In the past few years, more lawmaking seems to have been pushed behind closed doors, with less public debate and transparency. Our state’s budget process has been reduced to five people charged with the task of making California’s books balance, while 116 legislators remain in the dark until it’s time to vote. If the majority of lawmakers have no idea what is going on behind the closed doors of the "Big Five," surely the public knows even less.

Yet Americans, and Californians in particular, pride themselves on having a democratic system of government that is accountable, transparent and open to public participation. This pride is evident in California’s initiative process. Voters demanded their right to vote on taxes with Proposition 13 and Proposition 218, and they rejected lavish legislative spending and entrenched political power with Proposition 140. Even the Legislature supported accountability with the Bagley-Keene Open Meetings Act, a measure that generally ensures that legislative business takes place in the open.

The budget process has become a repudiation of these principles we hold dear, and yet we accept it as a matter of expediency. The justification is that letting the public know will cause a deal to unravel. That’s probably a reasonable assessment, given union leaders’ threats of recall when they got word of Democratic leaders potentially making concessions to the state’s employers, and the "heads on a stick" mantra that talk radio has employed against Republicans who indicated they would consider voting for a tax increase.

Although democracy is complicated, it is nonetheless a worthwhile endeavor. The 2008-09 budget provides a clear example of why raising public awareness of budget proposals may reduce the likelihood of long-term fiscal damage caused by decisions made in secrecy and haste. Not only was the budget $3 billion out of whack almost immediately after it was enacted, but a little-known trailer bill will result in at least $1.5 billion being removed from private-sector job creation and investment – an "anti-stimulus" bill at the worst possible time.

The bill, SB 28X (officially attributed to the Senate Budget and Fiscal Review Committee), imposes a new 20 percent retroactive penalty on corporations for underpayments of tax exceeding $1 million, with no right to appeal. This bill was written in such a way that it doesn’t just penalize tax cheats, but rather forces many law-abiding taxpayers to drastically overpay their state taxes in order to avoid being hit by this massive retroactive penalty that cannot be appealed.

The penalty is leading the state’s job-creators to overpay any potential liabilities by May 31. These taxpayers will file a claim for refund the moment the overpayment is made.

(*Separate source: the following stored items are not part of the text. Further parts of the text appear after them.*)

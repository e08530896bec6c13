//! # plateful-db: Order Storage for Plateful
//!
//! SQLite storage for priced orders, using sqlx for async access.
//!
//! ## Architecture Position
//! ```text
//! ┌─────────────────────────────────────────────────────────────────────────┐
//! │                        Plateful Data Flow                               │
//! │                                                                         │
//! │  OrderService::submit_with_checkout                                    │
//! │       │                                                                 │
//! │       ▼                                                                 │
//! │  ┌─────────────────────────────────────────────────────────────────┐   │
//! │  │                  plateful-db (THIS CRATE)                       │   │
//! │  │                                                                 │   │
//! │  │   ┌───────────────┐    ┌───────────────┐    ┌──────────────┐  │   │
//! │  │   │   Database    │    │  Repository   │    │  Migrations  │  │   │
//! │  │   │   (pool.rs)   │◄───│  (order.rs)   │    │  (embedded)  │  │   │
//! │  │   │  SqlitePool   │    │ OrderRepo     │    │ 001_orders   │  │   │
//! │  │   └───────────────┘    └───────────────┘    └──────────────┘  │   │
//! │  └─────────────────────────────────────────────────────────────────┘   │
//! │       │                                                                 │
//! │       ▼                                                                 │
//! │  SQLite file (PLATEFUL_DB_PATH, default ./plateful.db)                 │
//! └─────────────────────────────────────────────────────────────────────────┘
//! ```
//!
//! ## Module Organization
//!
//! - [`pool`] - Connection pool creation and configuration
//! - [`migrations`] - Embedded database migrations
//! - [`error`] - Database error types
//! - [`repository`] - Order repository
//!
//! ## Usage
//!
//! ```rust,ignore
//! use plateful_db::{Database, DbConfig};
//!
//! let db = Database::new(DbConfig::new("plateful.db")).await?;
//! let recent = db.orders().list_recent(50, false).await?;
//! ```

// =============================================================================
// Module Declarations
// =============================================================================

pub mod error;
pub mod migrations;
pub mod pool;
pub mod repository;

// =============================================================================
// Re-exports
// =============================================================================

pub use error::{DbError, DbResult};
pub use pool::{Database, DbConfig};
pub use repository::order::{NewOrder, OrderRepository};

The flawed bill that led to this situation was not even officially in print when it was voted on by the Legislature. Nor was it accurately represented to the Legislature or the press. On the contrary, it was represented as a doubling of an existing penalty from 10 percent to 20 percent.

How can our state’s leaders make decisions that are good for the state while living in a vacuum, devoid of adequate information? The public should demand more, deal or no deal.